NB> A few lines earlier is the code:
NB> if (stable && !EX_WGATHER(exp))
NB> file.f_flags |= O_SYNC;

NB> so if ! EX_WGATHER, the file has the O_SYNC flag set and all IO to
NB> that file is synchronous (whether the fs was mounted synchronous or
NB> not).

I think I got your point. You mean O_SYNC flag will be appended in
case of FILESYNC/DATASYNC mode ( or on nfsv2 ) , so it's not
required to call fsync().

But I have questions about this. It's related to write() assumtions
so I'd like to mention little bit later...


>>
>> Also, it should not depend on whether (inode->i_state & I_DIRTY) is
>> true or not, because (inode->i_state & I_DIRTY) is true only when
>> inode is being changed ( i.e. when append write is being held ),
>> while we need to sync written data to filesystem even when we only
>> over wrote already existing data area.
NB> Whenever you write to a file you change the inode - by changing the
NB> modify time at least. Look at generic_file_write in mm/filemap.c.
NB> Notice the code:
NB> if (count) {
NB> remove_suid(inode);
inode-> i_ctime = inode->i_mtime = CURRENT_TIME;
NB> mark_inode_dirty_sync(inode);
NB> }

! I see....

Well, actually I found three question here.


1st:

Doesn't "calling write with size 0" should cause
i_mtime = CURRENT_TIME;
?


2nd:
At where will the inode be written to storage in generic_file_write()?

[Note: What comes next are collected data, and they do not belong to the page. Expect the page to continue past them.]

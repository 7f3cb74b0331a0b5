//! Local session cache of the most recent results
//!
//! Each client call that produces something reusable records it here so a
//! caller can chain steps without threading every value by hand. The cache
//! lives only in memory and is shared between clones of a client.

use crate::types::{MeshVoxels, VoxelCenters};
use glam::Vec3;
use serde::{Deserialize, Serialize};
use std::path::PathBuf;
use std::sync::{Arc, Mutex, MutexGuard};

/// Most recent results produced through a client
#[derive(Debug, Clone, Default, PartialEq, Serialize, Deserialize)]
pub struct SessionState {
    pub mesh_voxels: Option<MeshVoxels>,
    pub network_path: Option<PathBuf>,
    pub integrated_path: Option<PathBuf>,
    pub mesh_center: Option<Vec3>,
    pub voxel_centers: Option<VoxelCenters>,
    pub shader_path: Option<PathBuf>,
}

impl SessionState {
    pub fn is_empty(&self) -> bool {
        *self == SessionState::default()
    }
}

/// Shared handle to a [`SessionState`]
#[derive(Debug, Clone, Default)]
pub(crate) struct SessionCache {
    inner: Arc<Mutex<SessionState>>,
}

impl SessionCache {
    fn lock(&self) -> MutexGuard<'_, SessionState> {
        // Poisoning is ignored, the state is plain data
        self.inner.lock().unwrap_or_else(|poisoned| poisoned.into_inner())
    }

    pub fn snapshot(&self) -> SessionState {
        self.lock().clone()
    }

    pub fn clear(&self) {
        *self.lock() = SessionState::default();
    }

    pub fn update(&self, f: impl FnOnce(&mut SessionState)) {
        f(&mut *self.lock());
    }
}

According to very end of this function it says:

/* For now, when the user asks for O_SYNC, we'll actually
* provide O_DSYNC. */
if ((status >= 0) && (file->f_flags & O_SYNC))
status = generic_osync_inode(inode, 1); /* 1 means datasync */

This means write() does not write inode here. So it must be written
somewhere before.


But if you think about robust filesystem, any inode update should be
held in "FROM FAR, TO NEAR" rule. I mean, if you have some data
update, you should first store data block, then store indirect
pointing blocks and update, and finally update inode.

# So that when you fail in updating file due to ... something like
# power down ... the very file still will not be crushed unless
# it crushed at very 'inode update' point. If you update from inode
# then write data ( I mean "FROM NEAR TO FAR" rule ), inode may have
# new block pointing but that block not being updated ( which means
# it still contains old data, which might cause security problem.
# Think what will happen if old block was used for /etc/shadow .

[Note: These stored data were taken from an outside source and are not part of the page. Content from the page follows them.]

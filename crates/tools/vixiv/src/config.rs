use crate::types::{Result, VixivError};
use std::env;
use std::time::Duration;

/// Environment variable holding the API key
pub const API_KEY_ENV: &str = "VOXELIZE_API_KEY";

/// Environment variable overriding the base URL
pub const BASE_URL_ENV: &str = "VOXELIZE_BASE_URL";

/// Default base URL (local development server)
pub const DEFAULT_BASE_URL: &str = "http://localhost:5000/api/v1";

/// Default timeout for processing requests (10 minutes)
/// Voxelizing large skins at fine sampling resolutions can take several minutes
pub const DEFAULT_REQUEST_TIMEOUT: Duration = Duration::from_secs(600);

/// Default timeout for status requests (10 seconds)
pub const DEFAULT_STATUS_TIMEOUT: Duration = Duration::from_secs(10);

/// Default number of retry attempts for transient failures
pub const DEFAULT_MAX_RETRIES: u32 = 3;

/// Default base delay for exponential backoff (1 second)
pub const DEFAULT_BASE_DELAY_MS: u64 = 1000;

/// Configuration for a [`VoxelizeClient`](crate::VoxelizeClient).
///
/// Fields are private so a configuration cannot change after it is built.
#[derive(Clone)]
pub struct ClientConfig {
    api_key: String,
    base_url: String,
    request_timeout: Duration,
    status_timeout: Duration,
    max_retries: u32,
    base_delay_ms: u64,
}

impl ClientConfig {
    /// Builds a configuration from an explicit key, falling back to
    /// `VOXELIZE_API_KEY` when the key is absent or blank.
    pub fn new(api_key: Option<String>, base_url: impl Into<String>) -> Result<Self> {
        let api_key = api_key
            .filter(|key| !key.trim().is_empty())
            .or_else(|| env::var(API_KEY_ENV).ok())
            .filter(|key| !key.trim().is_empty())
            .ok_or(VixivError::MissingApiKey)?;

        Ok(Self {
            api_key: api_key.trim().to_string(),
            base_url: normalize_base_url(base_url.into()),
            request_timeout: DEFAULT_REQUEST_TIMEOUT,
            status_timeout: DEFAULT_STATUS_TIMEOUT,
            max_retries: DEFAULT_MAX_RETRIES,
            base_delay_ms: DEFAULT_BASE_DELAY_MS,
        })
    }

    /// Builds a configuration purely from environment variables.
    pub fn from_env() -> Result<Self> {
        let base_url = env::var(BASE_URL_ENV).unwrap_or_else(|_| DEFAULT_BASE_URL.to_string());
        Self::new(None, base_url)
    }

    pub fn with_request_timeout(mut self, timeout: Duration) -> Self {
        self.request_timeout = timeout;
        self
    }

    pub fn with_status_timeout(mut self, timeout: Duration) -> Self {
        self.status_timeout = timeout;
        self
    }

    pub fn with_max_retries(mut self, max_retries: u32) -> Self {
        self.max_retries = max_retries;
        self
    }

    pub fn with_base_delay_ms(mut self, delay_ms: u64) -> Self {
        self.base_delay_ms = delay_ms;
        self
    }

    pub fn api_key(&self) -> &str {
        &self.api_key
    }

    pub fn base_url(&self) -> &str {
        &self.base_url
    }

    pub fn request_timeout(&self) -> Duration {
        self.request_timeout
    }

    pub fn status_timeout(&self) -> Duration {
        self.status_timeout
    }

    pub fn max_retries(&self) -> u32 {
        self.max_retries
    }

    pub fn base_delay_ms(&self) -> u64 {
        self.base_delay_ms
    }

    /// Full URL for an endpoint relative to the base URL
    pub fn endpoint_url(&self, endpoint: &str) -> String {
        format!("{}/{}", self.base_url, endpoint.trim_start_matches('/'))
    }
}

impl std::fmt::Debug for ClientConfig {
    fn fmt(&self, f: &mut std::fmt::Formatter<'_>) -> std::fmt::Result {
        f.debug_struct("ClientConfig")
            .field("api_key", &"<redacted>")
            .field("base_url", &self.base_url)
            .field("request_timeout", &self.request_timeout)
            .field("status_timeout", &self.status_timeout)
            .field("max_retries", &self.max_retries)
            .field("base_delay_ms", &self.base_delay_ms)
            .finish()
    }
}

fn normalize_base_url(url: String) -> String {
    url.trim().trim_end_matches('/').to_string()
}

But I see no i-node update after here.... where is it????



3rd:
Is it really good idea to rely on write() for SYNCRONOUS write,
rather than relying on fsync()??

At least, if we use fsync(), we can assume that all updates of
current nfsd will be held on file cache on memory. But not only,
we can "WISH" for some "write" request that comes from different
nfsd, or from different process, could be applied too, especially
in case of SMP world.

By calling fsync() all these will be updated to storage at once.
And this can be held without waiting even jiffie.
Yes we can do GATHER WRITE without any waiting tricks.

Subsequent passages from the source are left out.